[Opening Data for this task section]

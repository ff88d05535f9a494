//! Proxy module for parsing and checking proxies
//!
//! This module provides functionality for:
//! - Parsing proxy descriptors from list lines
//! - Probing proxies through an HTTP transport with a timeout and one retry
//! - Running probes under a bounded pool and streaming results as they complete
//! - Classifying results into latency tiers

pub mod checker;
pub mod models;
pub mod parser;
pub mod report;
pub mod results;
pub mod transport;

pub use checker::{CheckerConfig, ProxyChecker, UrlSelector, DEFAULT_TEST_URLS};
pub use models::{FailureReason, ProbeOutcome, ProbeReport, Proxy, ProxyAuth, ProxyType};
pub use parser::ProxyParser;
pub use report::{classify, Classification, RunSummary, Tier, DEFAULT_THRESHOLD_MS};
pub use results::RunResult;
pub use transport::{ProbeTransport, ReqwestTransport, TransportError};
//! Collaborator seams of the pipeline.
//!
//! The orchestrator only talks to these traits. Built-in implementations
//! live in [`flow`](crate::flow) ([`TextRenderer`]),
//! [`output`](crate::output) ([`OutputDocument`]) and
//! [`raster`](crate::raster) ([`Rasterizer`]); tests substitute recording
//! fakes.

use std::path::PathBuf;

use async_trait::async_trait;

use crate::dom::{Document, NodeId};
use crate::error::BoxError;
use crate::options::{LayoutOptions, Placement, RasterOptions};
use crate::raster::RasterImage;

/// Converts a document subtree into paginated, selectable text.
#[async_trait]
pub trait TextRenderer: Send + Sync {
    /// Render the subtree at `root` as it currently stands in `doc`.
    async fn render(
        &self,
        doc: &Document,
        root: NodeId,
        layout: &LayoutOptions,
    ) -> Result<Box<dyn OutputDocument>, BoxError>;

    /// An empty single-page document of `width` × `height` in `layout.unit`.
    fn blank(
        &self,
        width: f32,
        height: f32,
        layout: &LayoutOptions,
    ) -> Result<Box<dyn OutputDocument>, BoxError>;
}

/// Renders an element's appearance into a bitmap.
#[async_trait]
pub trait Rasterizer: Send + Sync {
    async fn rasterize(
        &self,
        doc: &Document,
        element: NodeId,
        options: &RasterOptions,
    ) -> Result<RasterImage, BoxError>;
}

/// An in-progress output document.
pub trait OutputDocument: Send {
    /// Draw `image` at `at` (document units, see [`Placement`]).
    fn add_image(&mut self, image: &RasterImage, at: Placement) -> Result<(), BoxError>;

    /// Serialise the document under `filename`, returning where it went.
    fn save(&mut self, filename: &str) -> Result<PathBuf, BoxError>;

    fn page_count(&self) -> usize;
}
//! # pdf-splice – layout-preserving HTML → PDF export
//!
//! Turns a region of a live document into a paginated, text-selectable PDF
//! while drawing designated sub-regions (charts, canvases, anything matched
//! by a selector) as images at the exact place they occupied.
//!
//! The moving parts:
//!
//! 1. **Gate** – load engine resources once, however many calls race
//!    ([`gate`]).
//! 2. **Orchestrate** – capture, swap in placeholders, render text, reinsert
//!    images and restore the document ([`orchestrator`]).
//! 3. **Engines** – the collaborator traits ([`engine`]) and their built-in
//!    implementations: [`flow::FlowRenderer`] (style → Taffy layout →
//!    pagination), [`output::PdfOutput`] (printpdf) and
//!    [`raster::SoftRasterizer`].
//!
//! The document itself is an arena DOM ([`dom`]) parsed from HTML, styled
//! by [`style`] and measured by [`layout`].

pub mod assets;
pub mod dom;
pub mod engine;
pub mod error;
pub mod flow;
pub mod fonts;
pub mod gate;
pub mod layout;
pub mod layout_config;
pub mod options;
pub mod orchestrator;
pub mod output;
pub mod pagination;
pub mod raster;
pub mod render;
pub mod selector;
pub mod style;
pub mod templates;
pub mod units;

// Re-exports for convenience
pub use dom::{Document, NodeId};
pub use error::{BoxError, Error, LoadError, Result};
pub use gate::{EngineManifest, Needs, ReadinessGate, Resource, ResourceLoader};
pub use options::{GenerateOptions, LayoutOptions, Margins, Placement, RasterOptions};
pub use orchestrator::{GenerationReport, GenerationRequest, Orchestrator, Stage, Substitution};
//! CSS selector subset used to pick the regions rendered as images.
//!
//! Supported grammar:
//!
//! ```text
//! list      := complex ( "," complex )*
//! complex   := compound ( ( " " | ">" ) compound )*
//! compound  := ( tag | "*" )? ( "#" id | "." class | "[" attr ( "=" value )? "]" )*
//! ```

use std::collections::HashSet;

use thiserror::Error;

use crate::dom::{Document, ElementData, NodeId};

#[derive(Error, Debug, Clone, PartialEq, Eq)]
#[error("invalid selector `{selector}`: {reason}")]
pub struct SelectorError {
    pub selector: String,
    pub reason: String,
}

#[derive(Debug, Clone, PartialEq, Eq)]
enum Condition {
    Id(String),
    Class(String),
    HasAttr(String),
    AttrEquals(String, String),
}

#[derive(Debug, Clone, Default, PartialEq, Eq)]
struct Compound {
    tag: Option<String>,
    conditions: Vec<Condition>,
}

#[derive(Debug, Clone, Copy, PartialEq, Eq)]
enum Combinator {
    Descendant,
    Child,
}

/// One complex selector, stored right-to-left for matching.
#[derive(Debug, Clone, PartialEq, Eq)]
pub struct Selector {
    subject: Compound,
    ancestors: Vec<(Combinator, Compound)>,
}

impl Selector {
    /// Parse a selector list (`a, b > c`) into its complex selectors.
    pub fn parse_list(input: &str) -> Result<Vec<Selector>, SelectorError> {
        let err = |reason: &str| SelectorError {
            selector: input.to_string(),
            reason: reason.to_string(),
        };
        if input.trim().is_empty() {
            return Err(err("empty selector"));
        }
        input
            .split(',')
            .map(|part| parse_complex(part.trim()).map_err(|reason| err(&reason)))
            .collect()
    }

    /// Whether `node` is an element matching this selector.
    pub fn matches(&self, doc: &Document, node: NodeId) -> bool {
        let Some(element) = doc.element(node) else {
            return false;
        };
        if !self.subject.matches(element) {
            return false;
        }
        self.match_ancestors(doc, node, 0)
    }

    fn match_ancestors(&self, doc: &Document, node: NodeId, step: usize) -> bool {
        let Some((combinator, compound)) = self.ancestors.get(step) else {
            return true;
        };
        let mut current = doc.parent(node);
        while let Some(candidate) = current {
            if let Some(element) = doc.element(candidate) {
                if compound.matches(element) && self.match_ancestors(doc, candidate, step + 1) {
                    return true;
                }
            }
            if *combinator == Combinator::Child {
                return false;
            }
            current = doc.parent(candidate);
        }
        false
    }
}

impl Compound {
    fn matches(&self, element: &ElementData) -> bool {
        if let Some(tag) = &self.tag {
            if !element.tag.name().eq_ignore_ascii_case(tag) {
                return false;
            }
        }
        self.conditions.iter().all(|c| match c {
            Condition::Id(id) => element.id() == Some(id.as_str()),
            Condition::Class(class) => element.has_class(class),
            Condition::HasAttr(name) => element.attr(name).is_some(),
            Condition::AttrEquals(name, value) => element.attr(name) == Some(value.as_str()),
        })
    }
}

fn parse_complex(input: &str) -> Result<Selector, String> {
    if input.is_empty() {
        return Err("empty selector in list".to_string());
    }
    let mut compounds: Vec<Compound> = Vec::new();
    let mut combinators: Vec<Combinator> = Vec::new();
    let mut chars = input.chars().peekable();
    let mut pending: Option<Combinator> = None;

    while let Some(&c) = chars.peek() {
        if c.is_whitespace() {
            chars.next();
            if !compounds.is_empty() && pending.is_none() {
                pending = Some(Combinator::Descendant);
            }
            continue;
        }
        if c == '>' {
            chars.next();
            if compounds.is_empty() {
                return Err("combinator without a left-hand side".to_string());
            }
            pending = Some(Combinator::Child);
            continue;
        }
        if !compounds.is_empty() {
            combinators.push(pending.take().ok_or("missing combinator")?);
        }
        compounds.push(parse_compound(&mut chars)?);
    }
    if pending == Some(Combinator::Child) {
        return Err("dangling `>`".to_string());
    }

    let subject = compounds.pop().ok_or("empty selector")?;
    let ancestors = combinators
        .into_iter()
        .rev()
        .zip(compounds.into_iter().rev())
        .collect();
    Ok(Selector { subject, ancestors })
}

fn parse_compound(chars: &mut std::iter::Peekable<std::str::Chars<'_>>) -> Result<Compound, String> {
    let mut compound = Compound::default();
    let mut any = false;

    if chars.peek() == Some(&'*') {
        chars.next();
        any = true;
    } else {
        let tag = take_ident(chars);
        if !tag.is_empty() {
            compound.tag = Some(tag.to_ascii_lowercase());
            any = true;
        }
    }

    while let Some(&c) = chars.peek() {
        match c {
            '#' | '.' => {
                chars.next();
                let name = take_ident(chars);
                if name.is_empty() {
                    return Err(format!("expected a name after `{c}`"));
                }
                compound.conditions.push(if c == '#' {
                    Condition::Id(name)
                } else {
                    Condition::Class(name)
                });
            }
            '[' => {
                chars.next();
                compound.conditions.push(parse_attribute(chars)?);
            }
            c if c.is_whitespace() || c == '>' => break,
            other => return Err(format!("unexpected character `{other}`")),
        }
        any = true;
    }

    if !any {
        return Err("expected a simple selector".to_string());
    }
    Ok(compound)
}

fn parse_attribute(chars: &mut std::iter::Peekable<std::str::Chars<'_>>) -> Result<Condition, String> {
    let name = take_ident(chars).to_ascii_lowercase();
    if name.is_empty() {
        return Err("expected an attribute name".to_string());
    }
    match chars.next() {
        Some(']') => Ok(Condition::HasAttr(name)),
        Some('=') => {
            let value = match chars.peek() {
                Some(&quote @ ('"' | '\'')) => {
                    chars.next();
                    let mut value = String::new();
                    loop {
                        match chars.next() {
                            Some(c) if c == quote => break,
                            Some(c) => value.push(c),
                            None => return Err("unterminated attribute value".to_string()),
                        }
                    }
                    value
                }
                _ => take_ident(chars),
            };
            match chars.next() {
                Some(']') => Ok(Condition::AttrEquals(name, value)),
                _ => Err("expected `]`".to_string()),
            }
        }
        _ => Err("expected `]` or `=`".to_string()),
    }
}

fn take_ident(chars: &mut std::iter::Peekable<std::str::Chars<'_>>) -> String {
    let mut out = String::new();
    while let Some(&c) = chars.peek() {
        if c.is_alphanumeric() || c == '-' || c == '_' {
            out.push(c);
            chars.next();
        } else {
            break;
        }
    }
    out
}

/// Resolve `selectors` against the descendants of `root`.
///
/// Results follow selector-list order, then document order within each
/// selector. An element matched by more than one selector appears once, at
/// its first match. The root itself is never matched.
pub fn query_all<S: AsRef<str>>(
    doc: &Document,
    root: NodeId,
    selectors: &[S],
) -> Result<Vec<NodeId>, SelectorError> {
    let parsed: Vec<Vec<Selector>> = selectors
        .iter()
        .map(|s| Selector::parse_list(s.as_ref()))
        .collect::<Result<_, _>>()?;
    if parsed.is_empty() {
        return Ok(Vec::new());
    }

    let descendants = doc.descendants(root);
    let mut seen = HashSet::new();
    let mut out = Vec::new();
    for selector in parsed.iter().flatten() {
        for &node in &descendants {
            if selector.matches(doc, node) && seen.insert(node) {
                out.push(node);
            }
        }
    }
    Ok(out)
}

[Closing Data for this task section]

* **What is needed**
Write out again, exactly, the lines from the start of the entries up to and including the one with "pub mod transport;". Nothing else belongs in the reply.

* **Exercise response**
repository ff88d05535f9a494
//! Proxy module for parsing and checking proxies
//!
//! This module provides functionality for:
//! - Parsing proxy descriptors from list lines
//! - Probing proxies through an HTTP transport with a timeout and one retry
//! - Running probes under a bounded pool and streaming results as they complete
//! - Classifying results into latency tiers

pub mod checker;
pub mod models;
pub mod parser;
pub mod report;
pub mod results;
pub mod transport;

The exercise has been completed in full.